Emily Gerard arrive en Transylvanie à la suite de son mari, officier de la cavalerie austro-hongroise. Le couple s’établit dans un premier temps à Sibiu, avant d’être déplacé à Brasov. Se prenant de passion pour les superstitions locales, qu’elle juge en opposition avec la tendance au rationnel qui s’est imposé dans le reste de l’Europe, science oblige, la jeune femme va mettre à profit son temps et aller à la rencontre de ces croyances, qu’elle collecte auprès de ses rencontres sur place et qu’elle classifie. Elle en tirera dans un premier temps un article, «Transylvanian Superstitions», avant de reprendre ce dernier au sein de ce qui reste aujourd’hui son travail le plus connu : The Land Beyond the Forest: Facts, Figures, and Fancies from Transylvania.
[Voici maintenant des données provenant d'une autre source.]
//! Single statistic card: a label over a preformatted value.

use dioxus::prelude::*;

#[derive(Props, Clone, PartialEq)]
pub struct MetricCardProps {
    pub label: String,
    pub value: String,
}

/// One stat card. The value arrives preformatted from the render plan, so
/// this component never touches numbers.
#[component]
pub fn MetricCard(props: MetricCardProps) -> Element {
    rsx! {
        div {
            style: "padding: 10px 12px; margin-bottom: 8px; background: #FAFAFA; border: 1px solid #E0E0E0; border-radius: 4px;",
            div {
                style: "font-size: 12px; color: #666; margin-bottom: 2px;",
                "{props.label}"
            }
            div {
                style: "font-size: 20px; font-weight: bold; color: #212121;",
                "{props.value}"
            }
        }
    }
}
The Land Beyond the Forest est un des ouvrages dans lesquels a puisé Bram Stoker lors de la rédaction de son Dracula, comme en atteste les notes de l’auteur irlandais. Il semblerait en effet que la méthode d’exécution des vampires ainsi que l’appartenance de Dracula à la Scholomance lui aient été inspirées par les pages d’Emily Gerard. Si les Editions Otrante avaient déjà proposé quelques extraits choisis il y a quelques années, en bonus de La Vampire de Lamothe-Langon, Les Editions du Castor Astral poussent l’exercice plus en avant en publiant une sélection plus étoffé de passages choisis (et réordonnés) du livre.
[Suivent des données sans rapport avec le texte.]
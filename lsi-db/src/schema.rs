//! SQL schema for the in-memory SQLite database.
//!
//! The schema is applied as a single batch when the database is initialized.

/// Returns the SQL schema as a single batch string.
///
/// One wide table, `observations`, holds the per-scene zonal statistics for
/// every index. The acquisition date is the primary key: the export pipeline
/// produces at most one row per scene date, so dates are unique within every
/// per-index series.
///
/// Index column names deliberately match the CSV headers
/// (`NDVI_mean`, `LST_std_C`, ...) so queries can take column names straight
/// from the static index configuration table.
pub fn create_schema() -> &'static str {
    r#"
    CREATE TABLE IF NOT EXISTS observations (
        date TEXT PRIMARY KEY,
        year INTEGER NOT NULL,
        month INTEGER NOT NULL,
        NDVI_mean REAL NOT NULL,
        NDVI_std REAL NOT NULL,
        NDWI_mean REAL NOT NULL,
        NDWI_std REAL NOT NULL,
        NDBI_mean REAL NOT NULL,
        NDBI_std REAL NOT NULL,
        LST_mean_C REAL NOT NULL,
        LST_std_C REAL NOT NULL,
        pixel_count INTEGER NOT NULL
    );
    CREATE INDEX IF NOT EXISTS idx_obs_year ON observations(year);
    CREATE INDEX IF NOT EXISTS idx_obs_year_month ON observations(year, month);

    "#
}

#[cfg(test)]
mod tests {
    use super::*;
    use rusqlite::Connection;

    #[test]
    fn schema_is_valid_sql() {
        let conn = Connection::open_in_memory().unwrap();
        conn.execute_batch(create_schema())
            .expect("Schema SQL should be valid");
    }

    #[test]
    fn schema_creates_observations_table() {
        let conn = Connection::open_in_memory().unwrap();
        conn.execute_batch(create_schema()).unwrap();

        let count: i64 = conn
            .query_row(
                "SELECT COUNT(*) FROM sqlite_master WHERE type='table' AND name='observations'",
                [],
                |row| row.get(0),
            )
            .unwrap();
        assert_eq!(count, 1, "Table 'observations' should exist");
    }

    #[test]
    fn schema_creates_indexes() {
        let conn = Connection::open_in_memory().unwrap();
        conn.execute_batch(create_schema()).unwrap();

        for idx in &["idx_obs_year", "idx_obs_year_month"] {
            let count: i64 = conn
                .query_row(
                    &format!(
                        "SELECT COUNT(*) FROM sqlite_master WHERE type='index' AND name='{}'",
                        idx
                    ),
                    [],
                    |row| row.get(0),
                )
                .unwrap();
            assert_eq!(count, 1, "Index '{}' should exist", idx);
        }
    }

    #[test]
    fn schema_is_idempotent() {
        let conn = Connection::open_in_memory().unwrap();
        conn.execute_batch(create_schema()).unwrap();
        // Applying schema a second time should not fail due to IF NOT EXISTS.
        conn.execute_batch(create_schema())
            .expect("Applying schema twice should succeed due to IF NOT EXISTS");
    }
}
Si l’optique abrégée a des côtés frustrants (et intègre quelques renvois à des éléments non conservés pour la présente édition), le résultat est assez réussi dans son ensemble. Certes, l’approche d’Emily Gerard est datée, ne serait-ce que par son regard hautain d’occidentale sur des coutumes d’un autre temps. Mais le fait qu’elle sait aussi se mettre en scène (dans l’introduction, notamment, qui raconte son arrivée à Sibiu), et collecte ses anecdotes auprès de contacts dans la population évite les écueils d’une recension désincarnée des croyances locales. Elle scinde par ailleurs le résultat de ses recherches en fonction des 3 ethnies, roumaines, saxonnes et tziganes.
En ce qui concerne la figure du buveur de sang, plusieurs des passages qui ont été pointés comme source des connaissances ès vampire de Stoker sont au coeur de ce petit ouvrage. À l’image des méthodes de destruction des vampires, que Van Helsing mettra en application, ou de l’existence de la Scholomance, cette école dirigée par le diable dont Dracula aurait été élève.
Un ouvrage relativement bien fait, malgré quelques défauts inhérents à son statut de version abrégée, qui permet de mieux cerner l’approche de l’auteur dans sa manière d’aborder le surnaturel des peuples de Transylvanie.